To me opera is a magnifying glass of the soul, and the voice is the lens. That's what made me fall in love with it. My interests have widened to include the literary and instrumental aspects of opera, but without the voice there is no opera for me. I cannot enjoy most recent productions because vocal technique has changed and a different kind of sound has emerged. I experienced a whole renaissance of enthusiasm and interest in opera in discovering historical recordings and how to appreciate them, largely thanks to This is Opera!, who are sometimes cruel to be kind. There are a few singers from the 70s onward who have the sound I want, but most prefer a different sound or want but can't achieve the old sound.
 
#11 ·
I come from a musical family and, like le Conte, studied piano from an early age, taking all my grades up to Grade VIII. My teacher wanted me to go on and try for my LRAM, but I used to get so nervous before exams that I decided I didn't want to do any more. When I got to secondary school, I started learning viola, my brother played clarinet, my mother sang (she was a contralto, though she sang mostly light classics and musical theatre songs) and my father was a conductor of operettas and musicals. He was the musical director of most of the operatic societies in my area.

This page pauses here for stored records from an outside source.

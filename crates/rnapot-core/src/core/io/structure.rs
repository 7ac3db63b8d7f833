use super::traits::StructureFile;
use crate::core::models::atom::AtomRecord;
use crate::core::models::nucleotide::Nucleotide;
use nalgebra::Point3;
use pdbtbx::{Format, PDB, ReadOptions, StrictnessLevel};
use phf::{Map, Set, phf_map, phf_set};
use std::io::{self, BufReader, Read};
use std::path::{Path, PathBuf};
use thiserror::Error;
use tracing::{debug, trace};

/// Atom names accepted as the representative atom of a residue. `C3*` is the pre-v3 PDB
/// spelling of `C3'`.
static REPRESENTATIVE_ATOM_NAMES: Set<&'static str> = phf_set! {
    "C3'",
    "C3*",
};

static NUCLEOTIDE_RESIDUE_NAMES: Map<&'static str, Nucleotide> = phf_map! {
    "A" => Nucleotide::A,
    "C" => Nucleotide::C,
    "G" => Nucleotide::G,
    "U" => Nucleotide::U,
    "RA" => Nucleotide::A,
    "RC" => Nucleotide::C,
    "RG" => Nucleotide::G,
    "RU" => Nucleotide::U,
};

#[derive(Debug, Error)]
pub enum StructureError {
    #[error("I/O error: {0}")]
    Io(#[from] io::Error),
    #[error("Failed to parse structure: {0}")]
    Parse(String),
    #[error("Unrecognized structure file extension: {}", .0.display())]
    UnsupportedFormat(PathBuf),
}

/// Maps a raw residue name to a canonical nucleotide, if it is one.
pub fn nucleotide_for_residue(residue_name: &str) -> Option<Nucleotide> {
    NUCLEOTIDE_RESIDUE_NAMES.get(residue_name.trim()).copied()
}

pub fn is_representative_atom(atom_name: &str) -> bool {
    REPRESENTATIVE_ATOM_NAMES.contains(atom_name.trim())
}

#[derive(Debug, Clone, Copy, PartialEq, Eq)]
pub enum StructureFormat {
    Pdb,
    Mmcif,
}

impl StructureFormat {
    /// Chooses the format from the file extension, case-insensitively.
    pub fn from_path(path: &Path) -> Option<Self> {
        let extension = path.extension()?.to_str()?.to_ascii_lowercase();
        match extension.as_str() {
            "pdb" | "ent" => Some(Self::Pdb),
            "cif" | "mmcif" => Some(Self::Mmcif),
            _ => None,
        }
    }

    fn pdbtbx_format(self) -> Format {
        match self {
            Self::Pdb => Format::Pdb,
            Self::Mmcif => Format::Mmcif,
        }
    }
}

pub struct PdbFile;

impl StructureFile for PdbFile {
    type Error = StructureError;

    fn read_from(reader: impl Read) -> Result<Vec<AtomRecord>, Self::Error> {
        read_with_format(reader, StructureFormat::Pdb)
    }
}

pub struct MmcifFile;

impl StructureFile for MmcifFile {
    type Error = StructureError;

    fn read_from(reader: impl Read) -> Result<Vec<AtomRecord>, Self::Error> {
        read_with_format(reader, StructureFormat::Mmcif)
    }
}

/// Reads a structure file, dispatching on its extension.
pub fn read_structure(path: &Path) -> Result<Vec<AtomRecord>, StructureError> {
    let format = StructureFormat::from_path(path)
        .ok_or_else(|| StructureError::UnsupportedFormat(path.to_path_buf()))?;
    debug!(?path, ?format, "Reading structure.");
    match format {
        StructureFormat::Pdb => PdbFile::read_from_path(path),
        StructureFormat::Mmcif => MmcifFile::read_from_path(path),
    }
}

fn read_with_format(
    reader: impl Read,
    format: StructureFormat,
) -> Result<Vec<AtomRecord>, StructureError> {
    let (pdb, warnings) = ReadOptions::new()
        .set_format(format.pdbtbx_format())
        .set_level(StrictnessLevel::Loose)
        .read_raw(BufReader::new(reader))
        .map_err(|errors| {
            StructureError::Parse(
                errors
                    .iter()
                    .map(|e| e.to_string())
                    .collect::<Vec<_>>()
                    .join("; "),
            )
        })?;

    if !warnings.is_empty() {
        trace!(count = warnings.len(), "Parser reported non-fatal diagnostics.");
    }

    Ok(extract_representative_atoms(&pdb))
}

/// Collects one representative atom per canonical nucleotide residue of the first model.
fn extract_representative_atoms(pdb: &PDB) -> Vec<AtomRecord> {
    let Some(model) = pdb.models().next() else {
        return Vec::new();
    };

    let mut atoms = Vec::new();
    for chain in model.chains() {
        for residue in chain.residues() {
            // Alternate locations: the first conformer wins.
            let Some(conformer) = residue.conformers().next() else {
                continue;
            };
            let Some(nucleotide) = nucleotide_for_residue(conformer.name()) else {
                continue;
            };
            let Some(atom) = conformer
                .atoms()
                .find(|atom| is_representative_atom(atom.name()))
            else {
                continue;
            };

            let (x, y, z) = atom.pos();
            atoms.push(AtomRecord::new(chain.id(), nucleotide, Point3::new(x, y, z)));
        }
    }
    atoms
}
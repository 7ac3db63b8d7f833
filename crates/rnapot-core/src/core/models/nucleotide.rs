use std::fmt;
use std::str::FromStr;
use thiserror::Error;

/// One of the four canonical RNA nucleotides.
///
/// Variants are declared in lexicographic order of their one-letter symbols, so the derived
/// `Ord` matches sorting the symbols as text. Pair canonicalization relies on this.
#[derive(Debug, Clone, Copy, PartialEq, Eq, Hash, PartialOrd, Ord)]
pub enum Nucleotide {
    A,
    C,
    G,
    U,
}

#[derive(Debug, Error, PartialEq, Eq, Clone)]
#[error("Invalid nucleotide symbol: '{0}'. Expected one of A, U, G, C.")]
pub struct NucleotideParseError(pub String);

impl Nucleotide {
    pub const ALL: [Nucleotide; 4] = [Nucleotide::A, Nucleotide::C, Nucleotide::G, Nucleotide::U];

    pub fn symbol(self) -> char {
        match self {
            Nucleotide::A => 'A',
            Nucleotide::C => 'C',
            Nucleotide::G => 'G',
            Nucleotide::U => 'U',
        }
    }

    pub fn from_symbol(symbol: char) -> Option<Self> {
        match symbol {
            'A' => Some(Nucleotide::A),
            'C' => Some(Nucleotide::C),
            'G' => Some(Nucleotide::G),
            'U' => Some(Nucleotide::U),
            _ => None,
        }
    }
}

impl FromStr for Nucleotide {
    type Err = NucleotideParseError;

    fn from_str(s: &str) -> Result<Self, Self::Err> {
        let mut chars = s.chars();
        match (chars.next(), chars.next()) {
            (Some(c), None) => Self::from_symbol(c).ok_or_else(|| NucleotideParseError(s.into())),
            _ => Err(NucleotideParseError(s.to_string())),
        }
    }
}

impl fmt::Display for Nucleotide {
    fn fmt(&self, f: &mut fmt::Formatter<'_>) -> fmt::Result {
        write!(f, "{}", self.symbol())
    }
}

My parents used to take me to the opera whenever touring companies like Scottish Opera, English National Opera and Glyndebourne Touring came our way but, though I quite enjoyed going, I wouldn't say I was completely hooked. There were two things that got me hooked though. The first was hearing records of Maria Callas, who somehow "spoke" to me in a way no other singers quite did, and the second was iwhen n my late teens I left home to study at Newcastle-upon-Tyne university. I remember queuing to get into a performance of La Boheme by Glyndebourne Touring Opera. There were no seats left, but I and the three other people I was standing in the queue with decided to share a box, which had quite a restricted view of the stage. It was a traditional production but the cast was believably young (Linda Esther Gray was the Mimi) and the performance moved me so much I started crying, and that was in the first act. Thereafter I tried to see everything I could. The fact that we were restricted to touring companies who would just come for a week or two at a time, meant that I would try to see everything they did, whether it was something unknown, something new or something popular. This way I got to see a massive range of different operas, from twentieth century opera like Henze's Elegy for Young Lovers to popular operas like La Traviata. I would also travel to Sunderland, Leeds or York if I got the chance and it was something that wasn't coming to Newcastle.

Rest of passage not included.